• **Instructions to follow**
Work out how many lines of the listing below contain the word "Some". Respond with that number only.

• **Records for processing**
.....

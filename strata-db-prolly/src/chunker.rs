//! Streaming tree construction.
//!
//! The chunker is fed key-value pairs in strictly ascending key order at
//! level 0. Each level buffers items until its rolling splitter fires (or a
//! hard cap is hit), then serializes the node, writes it to the store, and
//! emits a `(last key, meta value)` pair to the level above. `done` flushes
//! the tails bottom-up and collapses trivial single-child top levels into
//! the root.
//!
//! For any ordered input stream the output tree contains exactly the input
//! pairs, and the root hash depends only on the pairs and the splitter
//! parameters, not on how the stream was produced.

use crate::error::{Error, Result};
use crate::node::{MetaValue, Node, MAX_NODE_PAIRS, MAX_NODE_PAYLOAD};
use crate::splitter::RollingSplitter;
use bytes::Bytes;
use futures::future::BoxFuture;
use std::cmp::Ordering;
use strata_db_core::{Cancellation, Hash, NodeStore, TupleDescriptor};
use tracing::trace;

/// One in-progress node at a single tree level.
#[derive(Debug)]
struct LevelBuilder {
    level: u8,
    items: Vec<Bytes>,
    payload: usize,
    splitter: RollingSplitter,
    /// Most recent node flushed out of this level, kept so a single-child
    /// top level can collapse into it at `done`.
    last_written: Option<(Node, Hash)>,
}

impl LevelBuilder {
    fn new(level: u8) -> Self {
        Self {
            level,
            items: Vec::new(),
            payload: 0,
            splitter: RollingSplitter::new(),
            last_written: None,
        }
    }

    fn has_items(&self) -> bool {
        !self.items.is_empty()
    }

    fn push(&mut self, key: Bytes, value: Bytes) {
        self.payload += key.len() + value.len();
        self.splitter.append(&key, &value);
        self.items.push(key);
        self.items.push(value);
    }

    fn fits(&self, extra: usize) -> bool {
        self.payload + extra <= MAX_NODE_PAYLOAD
    }

    fn at_boundary(&self) -> bool {
        self.splitter.should_split() || self.items.len() / 2 >= MAX_NODE_PAIRS
    }
}

/// Streaming builder producing a prolly tree from an ascending pair stream.
pub struct TreeChunker<'a> {
    store: &'a dyn NodeStore,
    key_desc: TupleDescriptor,
    cancel: Cancellation,
    /// Level builders, index = tree level; grows as boundaries propagate up.
    levels: Vec<LevelBuilder>,
    last_key: Option<Bytes>,
}

impl<'a> TreeChunker<'a> {
    pub fn new(store: &'a dyn NodeStore, key_desc: TupleDescriptor, cancel: &Cancellation) -> Self {
        Self {
            store,
            key_desc,
            cancel: cancel.clone(),
            levels: vec![LevelBuilder::new(0)],
            last_key: None,
        }
    }

    /// Append the next pair. Keys must be strictly ascending.
    pub async fn append(&mut self, key: Bytes, value: Bytes) -> Result<()> {
        if let Some(prev) = &self.last_key {
            if self.key_desc.compare_bytes(prev, &key) != Ordering::Less {
                return Err(Error::invariant(
                    "chunker fed keys out of order (duplicate or descending)",
                ));
            }
        }
        self.last_key = Some(key.clone());
        self.append_at(0, key, value).await
    }

    fn append_at(&mut self, level: usize, key: Bytes, value: Bytes) -> BoxFuture<'_, Result<()>> {
        Box::pin(async move {
            if self.levels.len() == level {
                self.levels.push(LevelBuilder::new(level as u8));
            }
            let pair_len = key.len() + value.len();
            if pair_len > MAX_NODE_PAYLOAD {
                return Err(Error::invariant(format!(
                    "pair of {pair_len} bytes exceeds node capacity"
                )));
            }
            if !self.levels[level].fits(pair_len) && self.levels[level].has_items() {
                self.flush_level(level).await?;
            }
            self.levels[level].push(key, value);
            if self.levels[level].at_boundary() {
                self.flush_level(level).await?;
            }
            Ok(())
        })
    }

    /// Serialize and write the pending node at `level`, then emit its meta
    /// pair to the level above.
    fn flush_level(&mut self, level: usize) -> BoxFuture<'_, Result<()>> {
        Box::pin(async move {
            let (node_level, items) = {
                let lb = &mut self.levels[level];
                let items = std::mem::take(&mut lb.items);
                lb.payload = 0;
                lb.splitter.reset();
                (lb.level, items)
            };

            let node = Node::new(node_level, items)?;
            let Some(last_key) = node.last_key() else {
                return Err(Error::invariant("flushed an empty node"));
            };
            let meta_key = self.store.pool().copy(last_key).freeze();

            let bytes = node.encode()?;
            let hash = self.store.write(bytes, &self.cancel).await?;
            trace!(
                level,
                pairs = node.pair_count(),
                count = node.tree_count(),
                %hash,
                "wrote tree node"
            );

            let meta_val = MetaValue::new(node.tree_count(), hash).encode();
            self.levels[level].last_written = Some((node, hash));
            self.append_at(level + 1, meta_key, meta_val).await
        })
    }

    /// Flush all tails and return the root node and its hash.
    pub async fn done(mut self) -> Result<(Node, Hash)> {
        let mut level = 0;
        loop {
            let is_top = level + 1 == self.levels.len();
            if !is_top {
                if self.levels[level].has_items() {
                    self.flush_level(level).await?;
                }
                level += 1;
                continue;
            }

            // a top level holding a single meta pair is a trivial chain:
            // its only child is the root
            if level > 0 && self.levels[level].items.len() == 2 {
                return self.levels[level - 1]
                    .last_written
                    .take()
                    .ok_or_else(|| Error::invariant("single meta pair with no written child"));
            }

            let items = std::mem::take(&mut self.levels[level].items);
            let node = Node::new(level as u8, items)?;
            let bytes = node.encode()?;
            let hash = self.store.write(bytes, &self.cancel).await?;
            trace!(level, count = node.tree_count(), %hash, "wrote root node");
            return Ok((node, hash));
        }
    }
}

.....

• **Response for this exercise**
4